26. April 2024

Postmodernes Denken in der Pädagogik – 1. Teil

Im vorliegenden Beitrag wird versucht, die Hintergründe und Argumentationslinien der Reformen offen zu legen und nicht nur auf die praktischen Auswirkungen, sondern auch auf die theoretischen Schwachstellen hinzuweisen. Das postmoderne Denken hat sich in der pädagogischen Theorie und Reflexion seit den 1970er Jahren in den USA und Grossbritannien und seit den 1980er Jahren im deutschen Sprachraum ausgewirkt. Im deutschen Sprachbereich hat es nicht zur Begründung einer neuen Richtung pädagogischer Theorie geführt, sondern ist gleichzeitig mit gewissen Auflösungstendenzen am Rande der Pädagogik und Erziehung aufgetreten, in deren Gefolge vom «Ende der Pädagogik und der Erziehung» die Rede war. Wir bringen den Beitrag von Peter Aebersold in zwei Teilen.

Das moderne Zeitalter und postmodernes Denken

Historisch begann die Moderne mit dem Umbruch gegenüber der Tradition in zahlreichen Lebensbereichen (Industrielle Revolution, Aufklärung, Säkularisierung), folgte der Neuzeit und dauert bis in die Gegenwart an.

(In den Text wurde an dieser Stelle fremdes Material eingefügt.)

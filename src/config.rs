//! Configuration management for the Summarizer server

use serde::Deserialize;
use std::env;
use std::str::FromStr;

/// Configuration errors
#[derive(Debug, thiserror::Error)]
pub enum ConfigError {
    #[error("Invalid value for {key}: {value}")]
    InvalidValue { key: &'static str, value: String },
}

#[derive(Debug, Clone, Deserialize)]
pub struct Config {
    pub server: ServerConfig,
    pub limits: LimitsConfig,
    pub cors: CorsConfig,
    pub providers: ProvidersConfig,
}

#[derive(Debug, Clone, Deserialize)]
pub struct ServerConfig {
    pub host: String,
    pub port: u16,
}

#[derive(Debug, Clone, Deserialize)]
pub struct LimitsConfig {
    /// Maximum accepted upload size in bytes
    pub max_upload_bytes: usize,
    /// Maximum number of texts in one batch request
    pub max_batch_size: usize,
    /// Number of batch items summarized concurrently
    pub batch_concurrency: usize,
}

#[derive(Debug, Clone, Deserialize)]
pub struct CorsConfig {
    /// Allowed origins; empty means any origin
    pub allowed_origins: Vec<String>,
}

#[derive(Debug, Clone, Deserialize)]
pub struct ProvidersConfig {
    pub openai: OpenAiConfig,
    pub cohere: CohereConfig,
    pub model_server: ModelServerConfig,
    /// Timeout applied to every outbound provider request
    pub request_timeout_secs: u64,
}

#[derive(Debug, Clone, Deserialize)]
pub struct OpenAiConfig {
    pub api_key: Option<String>,
    pub base_url: String,
    pub model: String,
}

#[derive(Debug, Clone, Deserialize)]
pub struct CohereConfig {
    pub api_key: Option<String>,
    pub base_url: String,
    pub model: String,
}

/// Inference endpoint serving the transformer models (BART, T5, PEGASUS)
#[derive(Debug, Clone, Deserialize)]
pub struct ModelServerConfig {
    /// Base URL; when unset the local extractive provider stands in
    pub url: Option<String>,
    pub token: Option<String>,
    pub bart_model: String,
    pub t5_model: String,
    pub pegasus_model: String,
}

pub const DEFAULT_PORT: u16 = 3000;
pub const DEFAULT_MAX_UPLOAD_BYTES: usize = 10 * 1024 * 1024;
pub const DEFAULT_MAX_BATCH_SIZE: usize = 10;
pub const DEFAULT_BATCH_CONCURRENCY: usize = 4;
pub const DEFAULT_REQUEST_TIMEOUT_SECS: u64 = 60;

impl Default for Config {
    fn default() -> Self {
        Config {
            server: ServerConfig {
                host: "0.0.0.0".to_string(),
                port: DEFAULT_PORT,
            },
            limits: LimitsConfig {
                max_upload_bytes: DEFAULT_MAX_UPLOAD_BYTES,
                max_batch_size: DEFAULT_MAX_BATCH_SIZE,
                batch_concurrency: DEFAULT_BATCH_CONCURRENCY,
            },
            cors: CorsConfig {
                allowed_origins: Vec::new(),
            },
            providers: ProvidersConfig {
                openai: OpenAiConfig {
                    api_key: None,
                    base_url: "https://api.openai.com/v1".to_string(),
                    model: "gpt-3.5-turbo".to_string(),
                },
                cohere: CohereConfig {
                    api_key: None,
                    base_url: "https://api.cohere.ai".to_string(),
                    model: "command".to_string(),
                },
                model_server: ModelServerConfig {
                    url: None,
                    token: None,
                    bart_model: "facebook/bart-large-cnn".to_string(),
                    t5_model: "t5-base".to_string(),
                    pegasus_model: "google/pegasus-cnn_dailymail".to_string(),
                },
                request_timeout_secs: DEFAULT_REQUEST_TIMEOUT_SECS,
            },
        }
    }
}

impl Config {
    pub fn from_env() -> Result<Self, ConfigError> {
        Self::from_lookup(|key| env::var(key).ok())
    }

    /// Build a config from an arbitrary key lookup, falling back to defaults
    pub fn from_lookup<F>(lookup: F) -> Result<Self, ConfigError>
    where
        F: Fn(&str) -> Option<String>,
    {
        let defaults = Config::default();
        let var = |key: &str| lookup(key).filter(|v| !v.trim().is_empty());

        Ok(Config {
            server: ServerConfig {
                host: var("SERVER_HOST").unwrap_or(defaults.server.host),
                port: parse_or("SERVER_PORT", var("SERVER_PORT"), DEFAULT_PORT)?,
            },
            limits: LimitsConfig {
                max_upload_bytes: parse_or(
                    "MAX_UPLOAD_BYTES",
                    var("MAX_UPLOAD_BYTES"),
                    DEFAULT_MAX_UPLOAD_BYTES,
                )?,
                max_batch_size: parse_or(
                    "MAX_BATCH_SIZE",
                    var("MAX_BATCH_SIZE"),
                    DEFAULT_MAX_BATCH_SIZE,
                )?,
                batch_concurrency: parse_or(
                    "BATCH_CONCURRENCY",
                    var("BATCH_CONCURRENCY"),
                    DEFAULT_BATCH_CONCURRENCY,
                )?
                .max(1),
            },
            cors: CorsConfig {
                allowed_origins: var("CORS_ORIGINS")
                    .map(|origins| {
                        origins
                            .split(',')
                            .map(str::trim)
                            .filter(|o| !o.is_empty())
                            .map(str::to_string)
                            .collect()
                    })
                    .unwrap_or_default(),
            },
            providers: ProvidersConfig {
                openai: OpenAiConfig {
                    api_key: var("OPENAI_API_KEY"),
                    base_url: var("OPENAI_BASE_URL").unwrap_or(defaults.providers.openai.base_url),
                    model: var("OPENAI_MODEL").unwrap_or(defaults.providers.openai.model),
                },
                cohere: CohereConfig {
                    api_key: var("COHERE_API_KEY"),
                    base_url: var("COHERE_BASE_URL").unwrap_or(defaults.providers.cohere.base_url),
                    model: var("COHERE_MODEL").unwrap_or(defaults.providers.cohere.model),
                },
                model_server: ModelServerConfig {
                    url: var("MODEL_SERVER_URL"),
                    token: var("MODEL_SERVER_TOKEN"),
                    bart_model: var("BART_MODEL_ID")
                        .unwrap_or(defaults.providers.model_server.bart_model),
                    t5_model: var("T5_MODEL_ID").unwrap_or(defaults.providers.model_server.t5_model),
                    pegasus_model: var("PEGASUS_MODEL_ID")
                        .unwrap_or(defaults.providers.model_server.pegasus_model),
                },
                request_timeout_secs: parse_or(
                    "REQUEST_TIMEOUT_SECS",
                    var("REQUEST_TIMEOUT_SECS"),
                    DEFAULT_REQUEST_TIMEOUT_SECS,
                )?,
            },
        })
    }
}

fn parse_or<T: FromStr>(key: &'static str, value: Option<String>, default: T) -> Result<T, ConfigError> {
    match value {
        Some(raw) => raw
            .trim()
            .parse()
            .map_err(|_| ConfigError::InvalidValue { key, value: raw }),
        None => Ok(default),
    }
}

#[cfg(test)]
mod tests {
    use super::*;
    use std::collections::HashMap;

    fn lookup(pairs: &[(&str, &str)]) -> impl Fn(&str) -> Option<String> {
        let map: HashMap<String, String> = pairs
            .iter()
            .map(|(k, v)| (k.to_string(), v.to_string()))
            .collect();
        move |key| map.get(key).cloned()
    }

    #[test]
    fn test_defaults_when_env_empty() {
        let config = Config::from_lookup(lookup(&[])).unwrap();
        assert_eq!(config.server.port, 3000);
        assert_eq!(config.limits.max_upload_bytes, 10 * 1024 * 1024);
        assert_eq!(config.limits.max_batch_size, 10);
        assert!(config.providers.openai.api_key.is_none());
        assert!(config.providers.model_server.url.is_none());
        assert!(config.cors.allowed_origins.is_empty());
    }

    #[test]
    fn test_overrides() {
        let config = Config::from_lookup(lookup(&[
            ("SERVER_PORT", "8080"),
            ("OPENAI_API_KEY", "sk-test"),
            ("MODEL_SERVER_URL", "http://localhost:8000/models"),
            ("CORS_ORIGINS", "http://localhost:3000, http://127.0.0.1:3000,"),
        ]))
        .unwrap();

        assert_eq!(config.server.port, 8080);
        assert_eq!(config.providers.openai.api_key.as_deref(), Some("sk-test"));
        assert_eq!(
            config.providers.model_server.url.as_deref(),
            Some("http://localhost:8000/models")
        );
        assert_eq!(config.cors.allowed_origins.len(), 2);
    }

    #[test]
    fn test_blank_values_are_ignored() {
        let config = Config::from_lookup(lookup(&[("OPENAI_API_KEY", "  ")])).unwrap();
        assert!(config.providers.openai.api_key.is_none());
    }

    #[test]
    fn test_invalid_number_is_an_error() {
        let result = Config::from_lookup(lookup(&[("SERVER_PORT", "not-a-port")]));
        assert!(matches!(
            result,
            Err(ConfigError::InvalidValue { key: "SERVER_PORT", .. })
        ));
    }

    #[test]
    fn test_batch_concurrency_is_at_least_one() {
        let config = Config::from_lookup(lookup(&[("BATCH_CONCURRENCY", "0")])).unwrap();
        assert_eq!(config.limits.batch_concurrency, 1);
    }
}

Philosophiegeschichtlich fällt sie mit dem Skeptizismus der Vordenker der Aufklärung (Montaigne, Descartes, Spinoza, Immanuel Kant) zusammen. Der Mensch ist frei, wie Kant sagt, im Rahmen des Naturgesetzes sein eigenes Leben, seine mitmenschlichen Beziehungen und das öffentliche Leben nach Massgabe der Vernunft sittlich zu gestalten.

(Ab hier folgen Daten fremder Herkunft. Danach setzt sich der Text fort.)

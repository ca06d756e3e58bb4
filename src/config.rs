//! Configuration file parser for ~/.config/atomfeed/config.toml.
//!
//! The config file is optional; a missing file yields `Config::default()`.
//! Unknown keys are accepted but logged, since they are usually typos.
use serde::Deserialize;
use std::path::{Path, PathBuf};
use thiserror::Error;

// ============================================================================
// Error Types
// ============================================================================

#[derive(Debug, Error)]
pub enum ConfigError {
    #[error("Failed to read config file: {0}")]
    Io(#[from] std::io::Error),

    #[error("Invalid TOML in config file: {0}")]
    Parse(#[from] toml::de::Error),

    /// SEC-014: Config file exceeds maximum allowed size.
    #[error("Config file too large: {0}")]
    TooLarge(String),
}

// ============================================================================
// Configuration
// ============================================================================

/// Settings for the `atomfeed` command.
///
/// All fields use `#[serde(default)]` so any subset of keys can be specified.
#[derive(Debug, Clone, PartialEq, Deserialize)]
#[serde(default)]
pub struct Config {
    /// Where per-feed seen sets are kept. `None` means `<config dir>/seen`.
    pub seen_dir: Option<PathBuf>,

    /// Documents larger than this are refused before decoding.
    pub max_document_bytes: u64,

    /// Column width for item titles in the plain listing.
    pub title_width: usize,
}

impl Default for Config {
    fn default() -> Self {
        Self {
            seen_dir: None,
            max_document_bytes: 5 * 1024 * 1024,
            title_width: 72,
        }
    }
}

impl Config {
    /// SEC-014: Maximum config file size (1 MB).
    const MAX_FILE_SIZE: u64 = 1_048_576;

    const KNOWN_KEYS: [&'static str; 3] = ["seen_dir", "max_document_bytes", "title_width"];

    /// Load configuration from a TOML file.
    ///
    /// - Missing or blank file → `Ok(Config::default())`
    /// - Invalid TOML → `Err(ConfigError::Parse)`
    /// - Unknown keys → accepted, logged as warning
    pub fn load(path: &Path) -> Result<Self, ConfigError> {
        match std::fs::metadata(path) {
            Ok(meta) if meta.len() > Self::MAX_FILE_SIZE => {
                return Err(ConfigError::TooLarge(format!(
                    "Config file is {} bytes (max {} bytes)",
                    meta.len(),
                    Self::MAX_FILE_SIZE
                )));
            }
            Err(e) if e.kind() == std::io::ErrorKind::NotFound => {
                tracing::debug!(path = %path.display(), "No config file found, using defaults");
                return Ok(Self::default());
            }
            Err(e) => return Err(ConfigError::Io(e)),
            Ok(_) => {}
        }

        let content = std::fs::read_to_string(path)?;
        if content.trim().is_empty() {
            tracing::debug!(path = %path.display(), "Config file is empty, using defaults");
            return Ok(Self::default());
        }

        if let Ok(raw) = content.parse::<toml::Table>() {
            for key in raw.keys() {
                if !Self::KNOWN_KEYS.contains(&key.as_str()) {
                    tracing::warn!(key = %key, "Unknown key in config file, ignoring");
                }
            }
        }

        let config: Config = toml::from_str(&content)?;
        tracing::info!(path = %path.display(), "Loaded configuration");
        Ok(config)
    }

    /// Seen-set directory, resolved against the config directory.
    pub fn seen_dir_or(&self, config_dir: &Path) -> PathBuf {
        self.seen_dir
            .clone()
            .unwrap_or_else(|| config_dir.join("seen"))
    }
}

// ============================================================================
// Tests
// ============================================================================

In der Pädagogik erzeugt postmodernes Denken durch die Abschaffung der Pädagogik (Antipädagogik) Bildungsverhältnisse der Vormoderne.

Statt einer zusammenhängenden Ordnung und allgemeinverbindlicher Regeln werden nur Collagen und Patchwork aus Pluralität und Individualität anerkannt und angestrebt.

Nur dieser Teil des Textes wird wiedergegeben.